Indeed, given that Bordetella pertussis infects the respiratory tract and multiplies in its mucosa, immunity at this level could be essential in preventing epidemics of whooping cough.

“As this bacterium is highly infectious to humans, it is critical that a vaccine does not only target the prevention of disease but also the transmission of its causative bacterium and the speed at which the body eliminates it,” adds Locht, “which makes BPZE1 a relevant tool for preventing whooping cough infections and reducing the epidemic chains of transmission.”

Given that the participants in the aforementioned study were all adults over the age of 18, another study is ongoing to evaluate the efficacy and safety of BPZE1 in school-age children, as schools are a critical location for transmission of the disease.

More About the Development and Evaluation of BPZE1

In 2008, the European project CHILD-INNOVAC was launched under the auspices of Inserm in collaboration with 10 European partners, with the aim of developing an innovative nasal vaccine against whooping cough. This was the context for the development and patenting of the BPZE1 vaccine by a team from Inserm and Institut Pasteur de Lille led by Inserm research director and project coordinator, Camille Locht. In 2014, the research team published in PLOS ONE the first work evaluating the efficacy and safety of BPZE1 in a phase 1 clinical trial, following examination of the data by an Independent Data Monitoring Committee. An agreement was then reached between the Inserm Transfert platform, tasked with creating value from the intellectual property related to BPZE technology, and ILiAD Biotechnologies, in order to continue the development and evaluation of the vaccine. In 2020, a new phase 1 study conducted in collaboration with ILiAD Biotechnologies, and published in The Lancet Infectious Diseases, reinforced the clinical results from 2014 on the vaccine’s efficacy and safety.

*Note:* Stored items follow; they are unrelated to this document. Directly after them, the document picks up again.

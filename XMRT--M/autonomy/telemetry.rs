use std::{fmt, path::PathBuf, sync::Arc};

use anyhow::Result;
use serde_json::Value;
use shared_event_bus::{EventPublisher, EventRecord};
use shared_logging::{JsonLogger, LogLevel, LogRecord};

/// Builder for autonomy telemetry sinks.
pub struct AutonomyTelemetryBuilder {
    module: String,
    log_path: Option<PathBuf>,
    event_publisher: Option<Arc<dyn EventPublisher>>,
}

impl AutonomyTelemetryBuilder {
    /// Creates the builder.
    #[must_use]
    pub fn new(module: impl Into<String>) -> Self {
        Self {
            module: module.into(),
            log_path: None,
            event_publisher: None,
        }
    }

    /// Sets the JSON-lines log path.
    #[must_use]
    pub fn log_path(mut self, path: impl Into<PathBuf>) -> Self {
        self.log_path = Some(path.into());
        self
    }

    /// Sets the event publisher.
    #[must_use]
    pub fn event_publisher(mut self, publisher: Arc<dyn EventPublisher>) -> Self {
        self.event_publisher = Some(publisher);
        self
    }

    /// Builds the telemetry handle.
    pub fn build(self) -> Result<AutonomyTelemetry> {
        let logger = self.log_path.map(JsonLogger::new).transpose()?;
        Ok(AutonomyTelemetry {
            inner: Arc::new(TelemetryInner {
                module: self.module,
                logger,
                publisher: self.event_publisher,
            }),
        })
    }
}

/// Telemetry handle shared across autonomy components.
#[derive(Clone)]
pub struct AutonomyTelemetry {
    inner: Arc<TelemetryInner>,
}

impl fmt::Debug for AutonomyTelemetry {
    fn fmt(&self, f: &mut fmt::Formatter<'_>) -> fmt::Result {
        f.debug_struct("AutonomyTelemetry")
            .field("module", &self.inner.module)
            .finish()
    }
}

struct TelemetryInner {
    module: String,
    logger: Option<JsonLogger>,
    publisher: Option<Arc<dyn EventPublisher>>,
}

impl AutonomyTelemetry {
    /// Returns a builder.
    #[must_use]
    pub fn builder(module: impl Into<String>) -> AutonomyTelemetryBuilder {
        AutonomyTelemetryBuilder::new(module)
    }

    /// Module name stamped on records.
    #[must_use]
    pub fn module(&self) -> &str {
        &self.inner.module
    }

    /// Logs structured metadata to the JSON-lines sink, if any.
    pub fn log(&self, level: LogLevel, message: &str, metadata: Value) -> Result<()> {
        if let Some(logger) = &self.inner.logger {
            let mut record = LogRecord::new(&self.inner.module, level, message);
            if let Value::Object(fields) = metadata {
                record.metadata = fields;
            }
            logger.log(&record)?;
        }
        Ok(())
    }

    /// Emits an event on the bus, if any.
    pub async fn event(&self, event_type: &str, payload: Value) -> Result<()> {
        if let Some(publisher) = &self.inner.publisher {
            publisher
                .publish(EventRecord::new(&self.inner.module, event_type, payload))
                .await?;
        }
        Ok(())
    }
}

[1] Tdap is an “acellular” vaccine, which does not contain whole bacteria but only certain proteins derived from Bordetella pertussis, which have the particularity of triggering a blood immune response. It combines vaccines against whooping cough, diphtheria, and tetanus, and is administered in France in three intramuscular doses to infants at 2, 4, and 11 months of age. Three boosters are recommended at around 16 months, 11 years and 26 years of age. Although better tolerated, it is more expensive and less effective than the whole cell pertussis vaccine (that contains the inactivated bacteria), which is still being used today in many low- and middle-income countries.